I’ve spent twenty years working in office environments, with a few more years in retail, and I’ve seen this play out first-hand. It isn’t that younger workers don’t want to work; it’s that the way work is set up today often feels pointless, dehumanising, and unrewarding. And if you look at the bigger picture, it’s not hard to see why.

The deal has broken down

Previous generations were told: get a steady job, put in the hours, and you’ll be rewarded with a house, a pension, and security. That deal is dead. Wages have been flat for years, while housing, childcare, and energy bills have rocketed. Plenty of younger people are working full-time, even juggling multiple jobs, and still can’t afford the basics that their parents had.

So when someone asks why they should grind out 40+ hours a week, only to still feel broke, it’s not entitlement, it’s common sense.  The “normal” working week is what it is purely because that was decided centuries ago.  Some companies and nations are trialling different working patterns, but the reality is that we don’t need to work a forty-hour week anymore.  If we all just decided that the standard working week was 30 hours instead, the world wouldn’t end.  There would be a brief period of adjustment, and then we’d be back to normal.  The only difference would be that this normal would be happier.
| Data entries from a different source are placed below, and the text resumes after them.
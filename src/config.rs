//! TOML parameter files.
//!
//! Every dimensional field takes either a bare SI number or a
//! `{ value, unit }` table whose unit is looked up in [`crate::units`]:
//!
//! ```toml
//! [driver]
//! re = 3.5
//! le = { value = 4.2, unit = "mH" }
//! cms = { value = 0.46, unit = "mm/N" }
//! mms = { value = 166.3, unit = "g" }
//! rms = 5.12
//! bl = 17.6
//! sd = { value = 466.2, unit = "cm^2" }
//! vg = 10.0
//!
//! [enclosure]
//! volume = { value = 100.0, unit = "L" }
//! port_area = { value = 79.0, unit = "cm^2" }
//! port_length = { value = 30.3, unit = "cm" }
//! end_correction = "One Flanged End"
//! number_of_ports = 1
//!
//! [sweep]
//! start = 10.0
//! stop = 200.0
//! step = 0.5
//! curve = "Impedance"
//! ```

use std::path::Path;

use serde::{Deserialize, Serialize};
use tracing::debug;

use crate::constants::{AIR_DENSITY, LEAKAGE_Q, SPEED_OF_SOUND};
use crate::errors::Result;
use crate::math::Scalar;
use crate::params::{DriverParameters, EnclosureParameters, EndCorrection};
use crate::sweep::CurveKind;
use crate::units::{to_si, Dimension};

/// A number in SI units, or a number with an explicit unit symbol.
#[derive(Debug, Clone, PartialEq, Serialize, Deserialize)]
#[serde(untagged)]
pub enum Measurement {
    /// Value already in the SI unit of its field.
    Si(Scalar),
    /// Value in the given unit.
    WithUnit {
        /// Numeric value.
        value: Scalar,
        /// Unit symbol from the conversion table.
        unit: String,
    },
}

impl Measurement {
    /// Resolves the measurement to SI for `dimension`.
    pub fn to_si(&self, dimension: Dimension) -> Result<Scalar> {
        match self {
            Self::Si(value) => Ok(*value),
            Self::WithUnit { value, unit } => to_si(*value, unit, dimension),
        }
    }
}

/// `[driver]` table.
#[derive(Debug, Clone, PartialEq, Serialize, Deserialize)]
#[serde(deny_unknown_fields)]
pub struct DriverConfig {
    /// Voice-coil resistance (ohm).
    pub re: Measurement,
    /// Voice-coil inductance (H).
    pub le: Measurement,
    /// Suspension compliance (m/N).
    pub cms: Measurement,
    /// Moving mass (Kg).
    pub mms: Measurement,
    /// Mechanical resistance (Kg/s).
    pub rms: Measurement,
    /// Force factor (Tm).
    pub bl: Measurement,
    /// Diaphragm area (m^2).
    pub sd: Measurement,
    /// Source voltage (V).
    pub vg: Measurement,
}

/// `[enclosure]` table.
#[derive(Debug, Clone, PartialEq, Serialize, Deserialize)]
#[serde(deny_unknown_fields)]
pub struct EnclosureConfig {
    /// Net box volume (m^3).
    pub volume: Measurement,
    /// Total port area (m^2).
    pub port_area: Measurement,
    /// Port length (m).
    pub port_length: Measurement,
    /// Port termination label.
    #[serde(default = "default_end_correction")]
    pub end_correction: String,
    /// Number of identical ports.
    #[serde(default = "default_port_count")]
    pub number_of_ports: u32,
    /// Leakage quality factor override.
    pub leakage_q: Option<Scalar>,
    /// Air density override (Kg/m^3).
    pub air_density: Option<Scalar>,
    /// Speed of sound override (m/s).
    pub speed_of_sound: Option<Scalar>,
}

/// `[sweep]` table.
#[derive(Debug, Clone, PartialEq, Serialize, Deserialize)]
#[serde(default, deny_unknown_fields)]
pub struct SweepConfig {
    /// First frequency in Hz.
    pub start: Scalar,
    /// Last frequency in Hz.
    pub stop: Scalar,
    /// Spacing in Hz.
    pub step: Scalar,
    /// Curve to extract.
    pub curve: CurveKind,
}

impl Default for SweepConfig {
    fn default() -> Self {
        Self {
            start: 10.0,
            stop: 200.0,
            step: 0.5,
            curve: CurveKind::Impedance,
        }
    }
}

/// A complete parameter file.
#[derive(Debug, Clone, PartialEq, Serialize, Deserialize)]
#[serde(deny_unknown_fields)]
pub struct BoxConfig {
    /// Driver parameters.
    pub driver: DriverConfig,
    /// Box and port geometry.
    pub enclosure: EnclosureConfig,
    /// Optional sweep settings.
    pub sweep: Option<SweepConfig>,
}

impl BoxConfig {
    /// Loads a parameter file.
    pub fn load<P: AsRef<Path>>(path: P) -> Result<Self> {
        let path = path.as_ref();
        debug!(path = %path.display(), "loading parameter file");
        let content = std::fs::read_to_string(path)?;
        Self::from_toml_str(&content)
    }

    /// Parses a parameter file from a string.
    pub fn from_toml_str(content: &str) -> Result<Self> {
        Ok(toml::from_str(content)?)
    }

    /// Sweep settings, defaulted when the file has no `[sweep]` table.
    #[must_use]
    pub fn sweep(&self) -> SweepConfig {
        self.sweep.clone().unwrap_or_default()
    }

    /// Converts to validated SI parameter records.
    pub fn parameters(&self) -> Result<(DriverParameters, EnclosureParameters)> {
        let d = &self.driver;
        let driver = DriverParameters {
            re: d.re.to_si(Dimension::Resistance)?,
            le: d.le.to_si(Dimension::Inductance)?,
            cms: d.cms.to_si(Dimension::Compliance)?,
            mms: d.mms.to_si(Dimension::Mass)?,
            rms: d.rms.to_si(Dimension::MechanicalResistance)?,
            bl: d.bl.to_si(Dimension::ForceFactor)?,
            sd: d.sd.to_si(Dimension::Area)?,
            vg: d.vg.to_si(Dimension::Voltage)?,
        };
        driver.validate()?;

        let e = &self.enclosure;
        let end_correction: EndCorrection = e.end_correction.parse()?;
        let enclosure = EnclosureParameters::new(
            e.volume.to_si(Dimension::Volume)?,
            e.port_area.to_si(Dimension::Area)?,
            e.port_length.to_si(Dimension::Length)?,
            end_correction,
            e.number_of_ports,
        )
        .with_leakage_q(e.leakage_q.unwrap_or(LEAKAGE_Q))
        .with_air(
            e.air_density.unwrap_or(AIR_DENSITY),
            e.speed_of_sound.unwrap_or(SPEED_OF_SOUND),
        );
        enclosure.validate()?;

        Ok((driver, enclosure))
    }
}

fn default_end_correction() -> String {
    EndCorrection::OneFlangedEnd.label().to_string()
}

fn default_port_count() -> u32 {
    1
}

#[cfg(test)]
mod tests {
    use std::io::Write;

    use approx::assert_relative_eq;
    use tempfile::NamedTempFile;

    use super::*;
    use crate::errors::VentedBoxError;
    use crate::reference::{reference_driver, reference_enclosure};
    use crate::tuning::estimate_tuning;

    const REFERENCE_TOML: &str = include_str!("../demos/reference.toml");

    const SI_TOML: &str = r#"
[driver]
re = 3.5
le = 0.0042
cms = 0.00046
mms = 0.1663
rms = 5.12
bl = 17.6
sd = 0.04662
vg = 10.0

[enclosure]
volume = 0.1
port_area = 0.0079
port_length = 0.303
"#;

    fn assert_matches_reference(driver: &DriverParameters, enclosure: &EnclosureParameters) {
        let expected = reference_driver();
        for (got, want) in [
            (driver.re, expected.re),
            (driver.le, expected.le),
            (driver.cms, expected.cms),
            (driver.mms, expected.mms),
            (driver.rms, expected.rms),
            (driver.bl, expected.bl),
            (driver.sd, expected.sd),
            (driver.vg, expected.vg),
        ] {
            assert_relative_eq!(got, want, max_relative = 1.0e-12);
        }
        let expected = reference_enclosure();
        assert_relative_eq!(enclosure.volume, expected.volume, max_relative = 1.0e-12);
        assert_relative_eq!(enclosure.port_area, expected.port_area, max_relative = 1.0e-12);
        assert_relative_eq!(enclosure.port_length, expected.port_length, max_relative = 1.0e-12);
        assert_eq!(enclosure.end_correction, expected.end_correction);
        assert_eq!(enclosure.port_count, expected.port_count);
    }

    #[test]
    fn si_file_uses_defaults() {
        let config = BoxConfig::from_toml_str(SI_TOML).unwrap();
        let (driver, enclosure) = config.parameters().unwrap();
        assert_matches_reference(&driver, &enclosure);
        assert_eq!(enclosure.leakage_q, LEAKAGE_Q);
        assert_eq!(enclosure.air_density, AIR_DENSITY);
        assert_eq!(config.sweep(), SweepConfig::default());
    }

    #[test]
    fn display_units_resolve_to_the_same_tuning() {
        let config = BoxConfig::from_toml_str(REFERENCE_TOML).unwrap();
        let (driver, enclosure) = config.parameters().unwrap();
        assert_matches_reference(&driver, &enclosure);
        assert_relative_eq!(
            estimate_tuning(&enclosure).unwrap(),
            estimate_tuning(&reference_enclosure()).unwrap(),
            max_relative = 1.0e-9
        );
        assert_eq!(config.sweep().curve, CurveKind::Impedance);
    }

    #[test]
    fn load_reads_from_disk() {
        let mut file = NamedTempFile::new().unwrap();
        file.write_all(REFERENCE_TOML.as_bytes()).unwrap();
        let config = BoxConfig::load(file.path()).unwrap();
        assert!(config.parameters().is_ok());

        let missing = BoxConfig::load(file.path().with_extension("missing"));
        assert!(matches!(missing, Err(VentedBoxError::Io(_))));
    }

    #[test]
    fn unknown_unit_is_rejected() {
        let content = SI_TOML.replace("re = 3.5", r#"re = { value = 3.5, unit = "kohm" }"#);
        let err = BoxConfig::from_toml_str(&content)
            .unwrap()
            .parameters()
            .unwrap_err();
        assert!(err.to_string().contains("kohm"));
    }

    #[test]
    fn unknown_end_correction_is_rejected() {
        let content = format!("{SI_TOML}end_correction = \"Slot Port\"\n");
        let err = BoxConfig::from_toml_str(&content)
            .unwrap()
            .parameters()
            .unwrap_err();
        assert!(matches!(err, VentedBoxError::InvalidParameter { .. }));
    }

    #[test]
    fn sweep_table_parses_curve_labels() {
        let content = format!(
            "{SI_TOML}\n[sweep]\nstart = 5.0\nstop = 50.0\ncurve = \"Group Delay\"\n"
        );
        let sweep = BoxConfig::from_toml_str(&content).unwrap().sweep();
        assert_eq!(sweep.curve, CurveKind::GroupDelay);
        assert_eq!(sweep.start, 5.0);
        assert_eq!(sweep.step, 0.5);
    }

    #[test]
    fn malformed_file_is_a_config_error() {
        let err = BoxConfig::from_toml_str("[driver]\nre = \"three\"").unwrap_err();
        assert!(matches!(err, VentedBoxError::Config(_)));
    }
}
Work that feels like “button pushing”

Another issue is the type of work many people are doing. Roles are increasingly chopped up into tiny, repetitive tasks, tracked by KPIs, dashboards, and monitoring software. Instead of seeing the bigger picture, or the value of what they produce, people end up feeling like cogs in a machine.  People are not being judged on what they actually do, but rather how well they can massage the data.  It’s not about what you do or the difference you make; it’s about the spreadsheet.  Don’t get me wrong, I love a good spreadsheet (as all FI nerds do), but sometimes you have to put it to one side and remember the people.

It’s no surprise that David Graeber’s phrase “bullshit jobs” took off, because far too many people genuinely feel like what they do doesn’t matter. And humans need to feel useful. If you can’t see how your work makes a difference, motivation evaporates fast.  There was a line in Friends where Chandler refers to his job, saying; 

“If I don’t input those numbers, it doesn’t make much of a difference.”

Trust a decades-old sitcom to sum up the reality of work in 2025.  

Technology: helper or overseer?

I love technology when it actually helps. But the reality in many jobs is the opposite: tech monitors, scores, and dictates. In some industries, apps decide your workload, your route, even your bathroom breaks. Office jobs aren’t immune either: Slack pings, Teams calls, and constant notifications make it nearly impossible to do focused, meaningful work.

Instead of empowering people, technology too often strips out autonomy and ramps up surveillance. And nobody thrives when they feel like they’re being managed by an algorithm.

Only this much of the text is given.